A man can thrown a stone such that it acquires maximum horizontal range 80 m. The maximum height to which it will rise for the same projectile in metre is

To find the maximum height \( h \) to which a stone can rise when thrown at an angle that gives it a maximum horizontal range of 80 m, we can follow these steps: ### Step 1: Understand the relationship between range and height For a projectile, the maximum horizontal range \( R \) is given by the formula: \[ R = \frac{u^2 \sin(2\theta)}{g} \] where \( u \) is the initial velocity, \( \theta \) is the angle of projection, and \( g \) is the acceleration due to gravity. ### Step 2: Determine the angle for maximum range The maximum range occurs when \( \sin(2\theta) = 1 \).
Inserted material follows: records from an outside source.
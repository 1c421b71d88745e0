use chrono::Duration;
use serenity::all::{ApplicationId, ChannelId, Colour, GuildId, RoleId};
use thiserror::Error;

const DEFAULT_EMBED_COLOR: &str = "FF88CC";
const DEFAULT_LISTENER_HOURS: i64 = 24;

#[derive(Debug, Error, PartialEq)]
pub enum ConfigError {
    /// A required key is absent or blank.
    #[error("Missing required setting: {0}")]
    Missing(&'static str),
    #[error("Invalid value for {key}: {reason}")]
    Invalid { key: &'static str, reason: String },
}

/// Runtime settings for the bot, read once at startup.
#[derive(Debug, Clone)]
pub struct Config {
    pub token: String,
    pub client_id: ApplicationId,
    /// Commands register guild-scoped when set, globally otherwise.
    pub guild_id: Option<GuildId>,
    pub request_channel_id: ChannelId,
    pub uploader_role_id: RoleId,
    pub embed_color: Colour,
    /// How long an unclaimed request keeps listening for clicks. `None` never expires.
    pub claim_listener: Option<Duration>,
    pub ping_uploaders: bool,
}

impl Config {
    pub fn from_env() -> Result<Self, ConfigError> {
        Self::from_lookup(|key| dotenvy::var(key).ok())
    }

    pub fn from_lookup<F>(lookup: F) -> Result<Self, ConfigError>
    where
        F: Fn(&str) -> Option<String>,
    {
        let get = |key: &str| {
            lookup(key)
                .map(|value| value.trim().to_string())
                .filter(|value| !value.is_empty())
        };

        let token = get("BOT_TOKEN").ok_or(ConfigError::Missing("BOT_TOKEN"))?;
        let client_id = ApplicationId::new(parse_id("CLIENT_ID", get("CLIENT_ID"))?);
        let guild_id = match get("GUILD_ID") {
            Some(raw) => Some(GuildId::new(parse_id("GUILD_ID", Some(raw))?)),
            None => None,
        };
        let request_channel_id =
            ChannelId::new(parse_id("REQUEST_CHANNEL_ID", get("REQUEST_CHANNEL_ID"))?);
        let uploader_role_id = RoleId::new(parse_id("UPLOADER_ROLE_ID", get("UPLOADER_ROLE_ID"))?);

        let embed_color = parse_color(
            get("EMBED_COLOR")
                .as_deref()
                .unwrap_or(DEFAULT_EMBED_COLOR),
        )?;

        let claim_listener = match get("CLAIM_LISTENER_HOURS") {
            Some(raw) => {
                let hours = raw.parse::<i64>().map_err(|e| ConfigError::Invalid {
                    key: "CLAIM_LISTENER_HOURS",
                    reason: e.to_string(),
                })?;
                match hours {
                    0 => None,
                    h if h < 0 => {
                        return Err(ConfigError::Invalid {
                            key: "CLAIM_LISTENER_HOURS",
                            reason: "must not be negative".to_string(),
                        });
                    }
                    h => Some(Duration::hours(h)),
                }
            }
            None => Some(Duration::hours(DEFAULT_LISTENER_HOURS)),
        };

        let ping_uploaders = match get("PING_UPLOADERS") {
            Some(raw) => parse_flag("PING_UPLOADERS", &raw)?,
            None => true,
        };

        Ok(Config {
            token,
            client_id,
            guild_id,
            request_channel_id,
            uploader_role_id,
            embed_color,
            claim_listener,
            ping_uploaders,
        })
    }
}

fn parse_id(key: &'static str, raw: Option<String>) -> Result<u64, ConfigError> {
    let raw = raw.ok_or(ConfigError::Missing(key))?;
    match raw.parse::<u64>() {
        Ok(0) => Err(ConfigError::Invalid {
            key,
            reason: "id must be non-zero".to_string(),
        }),
        Ok(id) => Ok(id),
        Err(e) => Err(ConfigError::Invalid {
            key,
            reason: e.to_string(),
        }),
    }
}

fn parse_color(raw: &str) -> Result<Colour, ConfigError> {
    let hex = raw.trim_start_matches('#');
    let invalid = |reason: String| ConfigError::Invalid {
        key: "EMBED_COLOR",
        reason,
    };

    if hex.len() != 6 {
        return Err(invalid(format!("expected RRGGBB, got '{}'", raw)));
    }

    u32::from_str_radix(hex, 16)
        .map(Colour::new)
        .map_err(|e| invalid(e.to_string()))
}

fn parse_flag(key: &'static str, raw: &str) -> Result<bool, ConfigError> {
    match raw.to_ascii_lowercase().as_str() {
        "true" | "1" | "yes" | "on" => Ok(true),
        "false" | "0" | "no" | "off" => Ok(false),
        other => Err(ConfigError::Invalid {
            key,
            reason: format!("expected a boolean, got '{}'", other),
        }),
    }
}

#[cfg(test)]
mod tests {
    use super::*;
    use std::collections::HashMap;

    fn base_env() -> HashMap<&'static str, &'static str> {
        HashMap::from([
            ("BOT_TOKEN", "token"),
            ("CLIENT_ID", "1001"),
            ("REQUEST_CHANNEL_ID", "2002"),
            ("UPLOADER_ROLE_ID", "3003"),
        ])
    }

    fn load(env: &HashMap<&'static str, &'static str>) -> Result<Config, ConfigError> {
        Config::from_lookup(|key| env.get(key).map(|v| v.to_string()))
    }

    #[test]
    fn test_defaults_applied() {
        let config = load(&base_env()).unwrap();
        assert_eq!(config.client_id, ApplicationId::new(1001));
        assert_eq!(config.request_channel_id, ChannelId::new(2002));
        assert_eq!(config.uploader_role_id, RoleId::new(3003));
        assert!(config.guild_id.is_none());
        assert_eq!(config.embed_color, Colour::new(0xFF88CC));
        assert_eq!(config.claim_listener, Some(Duration::hours(24)));
        assert!(config.ping_uploaders);
    }

    #[test]
    fn test_missing_token() {
        let mut env = base_env();
        env.remove("BOT_TOKEN");
        assert_eq!(load(&env).unwrap_err(), ConfigError::Missing("BOT_TOKEN"));
    }

    #[test]
    fn test_blank_guild_is_global() {
        let mut env = base_env();
        env.insert("GUILD_ID", "  ");
        assert!(load(&env).unwrap().guild_id.is_none());

        env.insert("GUILD_ID", "42");
        assert_eq!(load(&env).unwrap().guild_id, Some(GuildId::new(42)));
    }

    #[test]
    fn test_zero_id_rejected() {
        let mut env = base_env();
        env.insert("UPLOADER_ROLE_ID", "0");
        assert!(matches!(
            load(&env),
            Err(ConfigError::Invalid {
                key: "UPLOADER_ROLE_ID",
                ..
            })
        ));
    }

    #[test]
    fn test_embed_color_formats() {
        let mut env = base_env();
        env.insert("EMBED_COLOR", "#00ff7f");
        assert_eq!(load(&env).unwrap().embed_color, Colour::new(0x00FF7F));

        env.insert("EMBED_COLOR", "pink");
        assert!(load(&env).is_err());
    }

    #[test]
    fn test_listener_hours() {
        let mut env = base_env();
        env.insert("CLAIM_LISTENER_HOURS", "0");
        assert_eq!(load(&env).unwrap().claim_listener, None);

        env.insert("CLAIM_LISTENER_HOURS", "6");
        assert_eq!(load(&env).unwrap().claim_listener, Some(Duration::hours(6)));

        env.insert("CLAIM_LISTENER_HOURS", "-1");
        assert!(load(&env).is_err());
    }

    #[test]
    fn test_ping_flag() {
        let mut env = base_env();
        env.insert("PING_UPLOADERS", "no");
        assert!(!load(&env).unwrap().ping_uploaders);

        env.insert("PING_UPLOADERS", "maybe");
        assert!(load(&env).is_err());
    }
}
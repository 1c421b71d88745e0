use crate::bot::Handler;
use crate::commands;
use anyhow::Result;
use serenity::all::{ComponentInteraction, Context};

/// Route component interactions (button clicks) to their handlers
pub async fn route_component_interaction(
    handler: &Handler,
    context: &Context,
    component: &ComponentInteraction,
) -> Result<()> {
    let custom_id = component.data.custom_id.as_str();

    match custom_id {
        commands::claim::CLAIM_BUTTON_ID => {
            commands::claim::handle_button(handler, context, component).await
        }

        // Unknown component interaction - ignore silently
        _ => {
            tracing::debug!("Unhandled component interaction: {}", custom_id);
            Ok(())
        }
    }
}
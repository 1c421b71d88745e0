//! Serenity-backed implementations of the request and claim surfaces.

use crate::bot::helpers::components::{self, ComponentResponseBuilder};
use crate::commands::claim::{ClaimSurface, NoticeTarget};
use crate::commands::req::{Announcement, RequestSurface};
use serenity::all::{
    AutoArchiveDuration, ChannelId, CommandInteraction, ComponentInteraction, Context,
    CreateAllowedMentions, CreateEmbed, CreateInteractionResponse,
    CreateInteractionResponseMessage, CreateMessage, CreateThread, EditInteractionResponse, GuildId, Mentionable, MessageId, RoleId, Timestamp,
    UserId,
};

pub struct SerenityRequest<'a> {
    context: &'a Context,
    interaction: &'a CommandInteraction,
}

impl<'a> SerenityRequest<'a> {
    pub fn new(context: &'a Context, interaction: &'a CommandInteraction) -> Self {
        Self {
            context,
            interaction,
        }
    }
}

#[serenity::async_trait]
impl RequestSurface for SerenityRequest<'_> {
    fn channel_exists(&self, guild: GuildId, channel: ChannelId) -> bool {
        self.context
            .cache
            .guild(guild)
            .is_some_and(|guild| guild.channels.contains_key(&channel))
    }

    async fn reject(&self, message: &str) -> anyhow::Result<()> {
        let response = CreateInteractionResponseMessage::new()
            .content(message)
            .ephemeral(true);

        self.interaction
            .create_response(self.context, CreateInteractionResponse::Message(response))
            .await?;

        Ok(())
    }

    async fn defer(&self) -> anyhow::Result<()> {
        self.interaction.defer_ephemeral(self.context).await?;
        Ok(())
    }

    async fn post_announcement(
        &self,
        channel: ChannelId,
        announcement: &Announcement,
    ) -> anyhow::Result<MessageId> {
        let embed = CreateEmbed::new()
            .description(announcement.body.as_str())
            .colour(announcement.color)
            .timestamp(Timestamp::now());

        let mut builder = CreateMessage::new()
            .embed(embed)
            .components(vec![components::claim_row()]);

        // Mentions inside embeds never notify, so the ping goes in the content.
        if let Some(role) = announcement.ping {
            builder = builder
                .content(role.mention().to_string())
                .allowed_mentions(CreateAllowedMentions::new().roles(vec![role]));
        }

        let message = channel.send_message(self.context, builder).await?;

        Ok(message.id)
    }

    async fn open_thread(
        &self,
        channel: ChannelId,
        message: MessageId,
        name: &str,
    ) -> anyhow::Result<ChannelId> {
        let thread = channel
            .create_thread_from_message(
                self.context,
                message,
                CreateThread::new(name).auto_archive_duration(AutoArchiveDuration::OneDay),
            )
            .await?;

        Ok(thread.id)
    }

    async fn acknowledge(&self, message: &str) -> anyhow::Result<()> {
        self.interaction
            .edit_response(self.context, EditInteractionResponse::new().content(message))
            .await?;

        Ok(())
    }
}

pub struct SerenityClaim<'a> {
    context: &'a Context,
    interaction: &'a ComponentInteraction,
}

impl<'a> SerenityClaim<'a> {
    pub fn new(context: &'a Context, interaction: &'a ComponentInteraction) -> Self {
        Self {
            context,
            interaction,
        }
    }
}

#[serenity::async_trait]
impl ClaimSurface for SerenityClaim<'_> {
    async fn member_roles(&self, guild: GuildId, user: UserId) -> anyhow::Result<Vec<RoleId>> {
        let member = self.context.http.get_member(guild, user).await?;
        Ok(member.roles)
    }

    async fn reject(&self, message: &str) -> anyhow::Result<()> {
        ComponentResponseBuilder::ephemeral(self.context, self.interaction, message).await
    }

    async fn mark_claimed(&self) -> anyhow::Result<()> {
        let response =
            CreateInteractionResponseMessage::new().components(vec![components::claimed_row()]);

        ComponentResponseBuilder::update_message(self.context, self.interaction, response).await
    }

    async fn post_notice(&self, target: &NoticeTarget, body: &str) -> anyhow::Result<()> {
        let (channel, builder) = match *target {
            NoticeTarget::Thread(thread) => (thread, CreateMessage::new().content(body)),
            NoticeTarget::Reply { channel, message } => (
                channel,
                CreateMessage::new()
                    .content(body)
                    .reference_message((channel, message)),
            ),
        };

        channel.send_message(self.context, builder).await?;

        Ok(())
    }

    async fn confirm(&self, message: &str) -> anyhow::Result<()> {
        ComponentResponseBuilder::ephemeral_followup(self.context, self.interaction, message).await
    }
}
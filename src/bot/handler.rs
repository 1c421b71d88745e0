use std::sync::Arc;

use crate::utils::board::RequestBoard;
use crate::utils::config::Config;

/// Application context shared by every event.
pub struct Handler {
    pub config: Config,
    pub board: Arc<RequestBoard>,
}

impl Handler {
    pub fn new(config: Config) -> Self {
        let board = Arc::new(RequestBoard::new(config.claim_listener));
        Handler { config, board }
    }
}
use crate::bot::{Handler, command_registry, component_router, helpers::command_handler};
use crate::commands;
use serenity::all::{CreateInteractionResponse, CreateInteractionResponseMessage, Interaction, Ready};
use serenity::prelude::*;

#[serenity::async_trait]
impl EventHandler for Handler {
    async fn interaction_create(&self, context: Context, interaction: Interaction) {
        let result = match interaction {
            Interaction::Command(ref command) => {
                command_handler::handle_slash_command(self, &context, command).await
            }

            Interaction::Component(ref component) => {
                component_router::route_component_interaction(self, &context, component).await
            }

            _ => Ok(()),
        };

        // Handle errors
        if let Err(e) = result {
            tracing::error!("[ERROR] There was an error processing an interaction: {:#}", e);

            match &interaction {
                Interaction::Command(command) => {
                    if let Err(send_err) = commands::error::run(
                        &context,
                        command,
                        "An unexpected error occurred. Please try again later.",
                    )
                    .await
                    {
                        tracing::warn!("[ERROR] Failed to send error response to user: {}", send_err);
                    }
                }
                Interaction::Component(component) => {
                    let error_response = CreateInteractionResponseMessage::new()
                        .content("An unexpected error occurred. Please try again later.")
                        .ephemeral(true);

                    if let Err(send_err) = component
                        .create_response(
                            &context.http,
                            CreateInteractionResponse::Message(error_response),
                        )
                        .await
                    {
                        tracing::warn!(
                            "[ERROR] Failed to send component error response to user: {}",
                            send_err
                        );
                    }
                }
                _ => {
                    tracing::warn!("[ERROR] Unhandled interaction type in error handler");
                }
            }
        }
    }

    async fn ready(&self, context: Context, ready: Ready) {
        tracing::info!("[BOT] {} is ready and connected!", ready.user.name);

        command_registry::register_commands(&context.http, &self.config).await;
    }
}
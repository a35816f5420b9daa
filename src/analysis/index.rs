// src/analysis/index.rs
//! Lookup structures built once per analysis call.

use std::collections::HashMap;

use super::SellerIndex;
use crate::types::{Product, Seller};

/// Per-seller running totals, created zeroed before the fold and consumed
/// when the report is shaped.
#[derive(Debug, Clone)]
pub(crate) struct SellerAccumulator {
    pub seller_id: String,
    pub name: String,
    pub revenue: f64,
    pub profit: f64,
    pub sales_count: u64,
    /// SKU → cumulative quantity plus the order the SKU was first seen in,
    /// so top-product ties can fall back to encounter order.
    pub products_sold: HashMap<String, SoldQuantity>,
    next_order: usize,
}

#[derive(Debug, Clone, Copy)]
pub(crate) struct SoldQuantity {
    pub order: usize,
    pub quantity: u64,
}

impl SellerAccumulator {
    fn new(seller: &Seller) -> Self {
        Self {
            seller_id: seller.id.clone(),
            name: seller.display_name(),
            revenue: 0.0,
            profit: 0.0,
            sales_count: 0,
            products_sold: HashMap::new(),
            next_order: 0,
        }
    }

    /// Adds `quantity` to the SKU's counter, registering the SKU on first
    /// occurrence.
    pub fn record_sale(&mut self, sku: &str, quantity: u32) {
        if let Some(entry) = self.products_sold.get_mut(sku) {
            entry.quantity += u64::from(quantity);
        } else {
            self.products_sold.insert(
                sku.to_string(),
                SoldQuantity {
                    order: self.next_order,
                    quantity: u64::from(quantity),
                },
            );
            self.next_order += 1;
        }
    }
}

/// One zeroed accumulator per input seller, in input order, plus an id →
/// position map. Duplicate ids overwrite earlier positions (last-write-wins;
/// uniqueness is the data contract, not enforced here).
pub(crate) fn build_seller_index(
    sellers: &[Seller],
) -> (Vec<SellerAccumulator>, SellerIndex) {
    let accumulators: Vec<SellerAccumulator> =
        sellers.iter().map(SellerAccumulator::new).collect();

    let mut index = HashMap::with_capacity(sellers.len());
    for (position, seller) in sellers.iter().enumerate() {
        index.insert(seller.id.clone(), position);
    }

    (accumulators, index)
}

/// SKU → product card, last-write-wins on duplicate SKUs.
pub(crate) fn build_product_index(products: &[Product]) -> HashMap<&str, &Product> {
    products.iter().map(|p| (p.sku.as_str(), p)).collect()
}
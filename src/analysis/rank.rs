// src/analysis/rank.rs
//! Ranking, bonus assignment and report shaping.

use super::{round_cents, SellerAccumulator};
use crate::strategy::BonusStrategy;
use crate::types::{SellerReport, TopProduct};

const TOP_PRODUCTS_LIMIT: usize = 10;

/// Sorts accumulators by descending profit (ties by descending revenue,
/// remaining ties keep input order), assigns tier bonuses and derives each
/// seller's top-products list.
pub(crate) fn rank_and_annotate(
    mut accumulators: Vec<SellerAccumulator>,
    bonus: &dyn BonusStrategy,
) -> Vec<SellerReport> {
    accumulators.sort_by(|a, b| {
        b.profit
            .total_cmp(&a.profit)
            .then(b.revenue.total_cmp(&a.revenue))
    });

    let total = accumulators.len();
    accumulators
        .iter()
        .enumerate()
        .map(|(rank, seller)| {
            let percent = bonus.compute_bonus(rank, total, seller.profit);
            finalize(seller, percent)
        })
        .collect()
}

fn finalize(seller: &SellerAccumulator, bonus_percent: f64) -> SellerReport {
    SellerReport {
        seller_id: seller.seller_id.clone(),
        name: seller.name.clone(),
        revenue: round_cents(seller.revenue),
        profit: round_cents(seller.profit),
        sales_count: seller.sales_count,
        top_products: top_products(seller),
        bonus: round_cents(seller.profit * bonus_percent / 100.0),
    }
}

/// At most 10 SKUs by cumulative quantity sold, descending; equal quantities
/// keep the order the SKUs were first encountered in.
fn top_products(seller: &SellerAccumulator) -> Vec<TopProduct> {
    let mut sold: Vec<_> = seller.products_sold.iter().collect();
    sold.sort_by(|(_, a), (_, b)| {
        b.quantity.cmp(&a.quantity).then(a.order.cmp(&b.order))
    });
    sold.truncate(TOP_PRODUCTS_LIMIT);

    sold.into_iter()
        .map(|(sku, entry)| TopProduct {
            sku: sku.clone(),
            quantity: entry.quantity,
        })
        .collect()
}
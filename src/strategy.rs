// src/strategy.rs
//! Injectable revenue and bonus calculators.
//!
//! The aggregator never hardcodes a formula: it is handed one implementation
//! of each trait and applies it per line item (revenue) and per ranked
//! seller (bonus percentage).

use crate::error::ValidationError;
use crate::types::{LineItem, Product};

/// Per-item revenue formula.
pub trait RevenueStrategy {
    /// Revenue for one line item given its product card. A non-finite
    /// result makes the fold skip the item.
    fn compute_revenue(&self, item: &LineItem, product: &Product) -> f64;
}

/// Rank-based bonus percentage.
pub trait BonusStrategy {
    /// Bonus percentage for the seller at zero-based `rank` out of `total`
    /// sellers, given the seller's total profit.
    fn compute_bonus(&self, rank: usize, total: usize, profit: f64) -> f64;
}

/// Canonical formula: `sale_price * quantity * (1 - discount / 100)`.
#[derive(Debug, Clone, Copy, Default)]
pub struct DiscountedRevenue;

impl RevenueStrategy for DiscountedRevenue {
    fn compute_revenue(&self, item: &LineItem, _product: &Product) -> f64 {
        let quantity = f64::from(item.quantity);
        item.sale_price * quantity * (1.0 - item.discount / 100.0)
    }
}

/// Margin variant: `(sale_price - purchase_price) * quantity`, ignoring
/// discounts. Falls back to 0 when any operand is not a finite number.
#[derive(Debug, Clone, Copy, Default)]
pub struct MarginRevenue;

impl RevenueStrategy for MarginRevenue {
    fn compute_revenue(&self, item: &LineItem, product: &Product) -> f64 {
        if !item.sale_price.is_finite() || !product.purchase_price.is_finite() {
            return 0.0;
        }
        let per_unit = item.sale_price - product.purchase_price;
        per_unit * f64::from(item.quantity)
    }
}

/// Canonical tiering: first place 15%, second and third 10%, last place 0%,
/// everyone else 5%. With a single seller the first-place rule wins.
#[derive(Debug, Clone, Copy, Default)]
pub struct RankTierBonus;

impl BonusStrategy for RankTierBonus {
    fn compute_bonus(&self, rank: usize, total: usize, _profit: f64) -> f64 {
        if rank == 0 {
            15.0
        } else if rank == 1 || rank == 2 {
            10.0
        } else if rank + 1 == total {
            0.0
        } else {
            5.0
        }
    }
}

/// Resolves a revenue strategy by its user-facing name.
///
/// # Errors
/// Returns `ValidationError::UnknownStrategy` for names other than
/// `discounted` or `margin`.
pub fn revenue_strategy_by_name(
    name: &str,
) -> Result<Box<dyn RevenueStrategy>, ValidationError> {
    match name {
        "discounted" => Ok(Box::new(DiscountedRevenue)),
        "margin" => Ok(Box::new(MarginRevenue)),
        other => Err(ValidationError::UnknownStrategy(other.to_string())),
    }
}
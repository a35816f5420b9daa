// src/reporting/console.rs
use colored::Colorize;

use crate::types::{AnalysisReport, Diagnostic, SellerReport};

/// Prints the ranked seller table, any data-quality diagnostics and a
/// summary line to stdout.
pub fn print_report(report: &AnalysisReport) {
    println!("{}", "SALES PERFORMANCE".bold());

    if report.sellers.is_empty() {
        println!("  {}", "no sellers in input".dimmed());
    }
    for (rank, seller) in report.sellers.iter().enumerate() {
        print_seller(rank, seller);
    }

    if report.has_diagnostics() {
        println!();
        println!("{}", "Diagnostics:".yellow().bold());
        for diagnostic in &report.diagnostics {
            print_diagnostic(diagnostic);
        }
    }

    println!();
    print_summary(report);
}

fn print_seller(rank: usize, seller: &SellerReport) {
    let place = format!("#{}", rank + 1);
    let place = match rank {
        0 => place.green().bold(),
        1 | 2 => place.cyan(),
        _ => place.normal(),
    };

    println!(
        "  {place} {:<24} revenue {:>10.2}  profit {:>10.2}  bonus {:>8.2}  ({})",
        seller.name,
        seller.revenue,
        seller.profit,
        seller.bonus,
        pluralize(seller.sales_count, "sale"),
    );

    if !seller.top_products.is_empty() {
        let top: Vec<String> = seller
            .top_products
            .iter()
            .map(|p| format!("{} x{}", p.sku, p.quantity))
            .collect();
        println!("      {} {}", "top:".dimmed(), top.join(", ").dimmed());
    }
}

fn print_diagnostic(diagnostic: &Diagnostic) {
    let location = match &diagnostic.sku {
        Some(sku) => format!("record {} [{sku}]", diagnostic.record),
        None => format!("record {}", diagnostic.record),
    };
    println!("  {} {}", location.yellow(), diagnostic.message);
}

fn print_summary(report: &AnalysisReport) {
    let line = format!(
        "{} in input, {} processed, {}, {}",
        pluralize(report.records_total as u64, "record"),
        report.records_processed(),
        pluralize(report.sellers.len() as u64, "seller"),
        pluralize(report.diagnostics.len() as u64, "diagnostic"),
    );
    println!("{}", line.dimmed());
}

fn pluralize(count: u64, noun: &str) -> String {
    if count == 1 {
        format!("{count} {noun}")
    } else {
        format!("{count} {noun}s")
    }
}
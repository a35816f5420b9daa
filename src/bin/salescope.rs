// src/bin/salescope.rs
use std::process;

use anyhow::Result;
use clap::Parser;
use colored::Colorize;

use salescope_core::analysis::{analyze_sales, AnalyzerOptions};
use salescope_core::cli::Cli;
use salescope_core::config::Config;
use salescope_core::input;
use salescope_core::reporting;
use salescope_core::strategy::{revenue_strategy_by_name, RankTierBonus};

fn main() {
    if let Err(e) = run() {
        eprintln!("{} {e}", "error:".red().bold());
        process::exit(1);
    }
}

fn run() -> Result<()> {
    let cli = Cli::parse();
    let config = Config::load();

    let strategy_name = cli
        .revenue
        .unwrap_or(config.preferences.revenue_strategy);
    let revenue = revenue_strategy_by_name(&strategy_name)?;
    let options = AnalyzerOptions {
        revenue: revenue.as_ref(),
        bonus: &RankTierBonus,
        strict: cli.strict || config.preferences.strict,
    };

    let data = input::load_sales_file(&cli.input)?;
    let report = analyze_sales(&data, &options)?;

    if cli.json {
        println!("{}", reporting::json::render(&report)?);
    } else {
        reporting::console::print_report(&report);
    }
    Ok(())
}
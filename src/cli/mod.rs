// src/cli/mod.rs
//! CLI argument surface.

pub mod args;

pub use args::Cli;
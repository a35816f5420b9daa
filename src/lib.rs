pub mod analysis;
pub mod cli;
pub mod config;
pub mod error;
pub mod input;
pub mod reporting;
pub mod strategy;
pub mod types;
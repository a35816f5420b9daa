// src/error.rs
use std::path::PathBuf;
use thiserror::Error;

/// Structural problems with the input that abort the whole analysis.
#[derive(Debug, Error, PartialEq, Eq)]
pub enum ValidationError {
    #[error("input is not a JSON object")]
    NotAnObject,

    #[error("`{0}` is missing or not an array")]
    NotASequence(&'static str),

    #[error("`{0}` is empty (strict mode)")]
    EmptySection(&'static str),

    #[error("unknown revenue strategy: {0}")]
    UnknownStrategy(String),
}

#[derive(Debug, Error)]
pub enum SalesError {
    #[error("I/O error: {source} (path: {path})")]
    Io {
        source: std::io::Error,
        path: PathBuf,
    },

    #[error("JSON error: {0}")]
    Json(#[from] serde_json::Error),

    #[error("invalid input: {0}")]
    Validation(#[from] ValidationError),
}

pub type Result<T> = std::result::Result<T, SalesError>;

// Allow `?` on std::io::Error by converting to SalesError::Io with unknown path.
impl From<std::io::Error> for SalesError {
    fn from(source: std::io::Error) -> Self {
        SalesError::Io {
            source,
            path: PathBuf::from("<unknown>"),
        }
    }
}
This happens when: \[ 2\theta = 90^\circ \quad \Rightarrow \quad \theta = 45^\circ \] ### Step 3: Substitute the known range into the range formula Given that the maximum horizontal range \( R \) is 80 m, we can substitute this into the range formula: \[ 80 = \frac{u^2 \cdot 1}{g} \quad \Rightarrow \quad u^2 = 80g \quad \text{(Equation 1)} \] ### Step 4: Use the height formula for maximum height The maximum height \( h \) for a projectile is given by the formula: \[ h = \frac{u^2 \sin^2(\theta)}{2g} \] Substituting \( \theta = 45^\circ \): \[ h = \frac{u^2 \cdot \sin^2(45^\circ)}{2g} \] Since \( \sin(45^\circ) = \frac{1}{\sqrt{2}} \), we have: \[ h = \frac{u^2 \cdot \left(\frac{1}{\sqrt{2}}\right)^2}{2g} = \frac{u^2 \cdot \frac{1}{2}}{2g} = \frac{u^2}{4g} \] ### Step 5: Substitute \( u^2 \) from Equation 1 into the height formula Now, substituting \( u^2 = 80g \) into the height formula: \[ h = \frac{80g}{4g} = \frac{80}{4} = 20 \text{ m} \] ### Conclusion Thus, the maximum height to which the stone will rise is: \[ \boxed{20 \text{ m}} \] ---